Read The Moose Jaw Online

Authors: Mike Delany

Tags: #Mystery, #Adventure, #Thriller

The Moose Jaw (9 page)

It didn’t take us long to walk up to the burn and, by eleven o’clock, we had dropped two more long trunks and slid them down to the beaver pond.  This time we guided them around the pond with guide ropes rather than trying to walk them across.  We also left the tethers on them when, back out at the creek, we launched them downstream.  As a result, we were able to fetch them ashore before they swept past our camp.  After we had dragged them up on the bar and laid them alongside the other one to dry, we had a quick lunch.  Haywood declined the bottle of beer I offered him to go with his sandwich.  He’d be flying out in a few hours, and when it came to alcohol and airplanes he went strictly by the book.  I knew he was anxious to get back to Fairbanks.  He’d mentioned he wanted to get the plane into the hangar for some scheduled maintenance, and I suspected he was looking forward to an evening with Donna, his new lady friend, before returning to work tomorrow.  I couldn’t say that I blamed him.  I’d like an evening with a lady friend too, if I had a lady friend.  With Sylvia gone from my life I’d have to do something about that when I returned to civilization.  For the present though, I was just going to enjoy my not-yet-divorced-but-nevertheless-single status.

 

After lunch Haywood packed a river bag with all the gear he’d be taking with him.  I told him he could leave his sleeping bag and inflatable mattress if he wanted, but he said he liked to keep all his gear in the plane in case he had to put down in the bush sometime.  You always had to be thinking survival out here.  Then we made up a shopping list of items he’d bring in on his next visit.  After that, we put in a little time on the creek, but the grayling weren’t rising, and we, dry-fly snobs both, refused to resort to nymphs.  It occurred to me as we stood there, casting and chatting, that I hadn’t taken very good stock of my fly tying material before we flew in.

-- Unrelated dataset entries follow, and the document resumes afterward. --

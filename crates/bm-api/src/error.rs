use axum::{Json, http::StatusCode, response::IntoResponse};
use serde::Serialize;
use std::{borrow::Cow, future::Future};
use thiserror::Error;
use tracing::{error, warn};

use bm_common::client::ClientError;

tokio::task_local! {
    static REQUEST_ID: String;
}

fn sanitize_message(message: &str) -> String {
    const MAX_LEN: usize = 240;

    let mut cleaned = message
        .chars()
        .map(|c| if c.is_control() { ' ' } else { c })
        .collect::<String>()
        .split_whitespace()
        .map(|token| {
            if token.contains("://") {
                "[redacted-url]".to_string()
            } else if let Some((base, _)) = token.split_once('?') {
                if base.is_empty() {
                    "[redacted-query]".to_string()
                } else {
                    format!("{base}?[redacted]")
                }
            } else {
                token.to_string()
            }
        })
        .collect::<Vec<_>>()
        .join(" ");

    if cleaned.chars().count() > MAX_LEN {
        cleaned = cleaned.chars().take(MAX_LEN).collect();
        cleaned.push('…');
    }

    if cleaned.trim().is_empty() {
        "unexpected error".to_string()
    } else {
        cleaned
    }
}

pub async fn with_request_id<Fut, T>(request_id: Option<String>, fut: Fut) -> T
where
    Fut: Future<Output = T>,
{
    if let Some(request_id) = request_id {
        REQUEST_ID.scope(request_id, fut).await
    } else {
        fut.await
    }
}

pub fn current_request_id() -> Option<String> {
    REQUEST_ID.try_with(|value| value.clone()).ok()
}

#[derive(Debug, Error)]
pub enum ApiError {
    #[error("bad request: {0}")]
    BadRequest(String),
    #[error("not found: {0}")]
    NotFound(String),
    #[error("upstream error: {0}")]
    Upstream(String),
    #[error("service unavailable: {0}")]
    ServiceUnavailable(String),
    #[error("internal server error: {0}")]
    Internal(String),
}

#[derive(Serialize)]
struct ErrorResponse {
    code: &'static str,
    message: String,
    request_id: Option<String>,
}

impl IntoResponse for ApiError {
    fn into_response(self) -> axum::response::Response {
        let status = self.status_code();
        let code = self.code();
        let request_id = current_request_id();

        if status.is_server_error() {
            error!(
                code,
                status = %status,
                request_id = request_id.as_deref().unwrap_or(""),
                error = %self,
                "api_error"
            );
        } else {
            warn!(
                code,
                status = %status,
                request_id = request_id.as_deref().unwrap_or(""),
                error = %self,
                "api_error"
            );
        }

        let body = Json(ErrorResponse {
            code,
            message: self.public_message().into_owned(),
            request_id,
        });

        (status, body).into_response()
    }
}

impl ApiError {
    fn code(&self) -> &'static str {
        match self {
            ApiError::BadRequest(_) => "bad_request",
            ApiError::NotFound(_) => "not_found",
            ApiError::Upstream(_) => "upstream_error",
            ApiError::ServiceUnavailable(_) => "service_unavailable",
            ApiError::Internal(_) => "internal_error",
        }
    }

    fn public_message(&self) -> Cow<'static, str> {
        match self {
            ApiError::BadRequest(msg) | ApiError::NotFound(msg) | ApiError::Upstream(msg) => {
                Cow::Owned(sanitize_message(msg))
            }
            ApiError::ServiceUnavailable(_) => Cow::Borrowed("service unavailable"),
            ApiError::Internal(_) => Cow::Borrowed("internal server error"),
        }
    }

    fn status_code(&self) -> StatusCode {
        match self {
            ApiError::BadRequest(_) => StatusCode::BAD_REQUEST,
            ApiError::NotFound(_) => StatusCode::NOT_FOUND,
            ApiError::Upstream(_) => StatusCode::BAD_GATEWAY,
            ApiError::ServiceUnavailable(_) => StatusCode::SERVICE_UNAVAILABLE,
            ApiError::Internal(_) => StatusCode::INTERNAL_SERVER_ERROR,
        }
    }
}

impl From<ClientError> for ApiError {
    fn from(value: ClientError) -> Self {
        match value {
            ClientError::InvalidConfig(msg) => ApiError::Internal(msg),
            err @ ClientError::InvalidId(_) => ApiError::BadRequest(err.to_string()),
            other if other.status() == Some(404) => ApiError::NotFound(other.to_string()),
            other => ApiError::Upstream(other.to_string()),
        }
    }
}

“Better add some dubbing wax and some more hooks to that list.” I told him.

“What size?” he asked, fishing his notebook out of his shirt pocket.

“Oh, fourteens and sixteens, I guess.  A hundred each ought to be enough.  I think I have plenty of eighteens.”

He wrote it down.  “How you fixed for thread and head cement and all that sort of stuff?”

“Fine,” I answered, “The hooks and the wax will do it.”

At about two in the afternoon we gave up on the grayling and went back to camp to retrieve Haywood’s river bag before heading up to the landing strip.  I had mixed feelings about his departure.  I enjoyed his company and wished he could stay a little longer.  On the other hand, I was anxious to get started on my solo adventure and I couldn’t really do that until I was, well, solo.  I saw him aboard his Clipper and waited while he stowed and secured all his gear.  Then I stood off a few paces and watched while he went through his pre-takeoff checks.  Before he cranked up the engine he opened the door, propped a boot on the sill and leaned out.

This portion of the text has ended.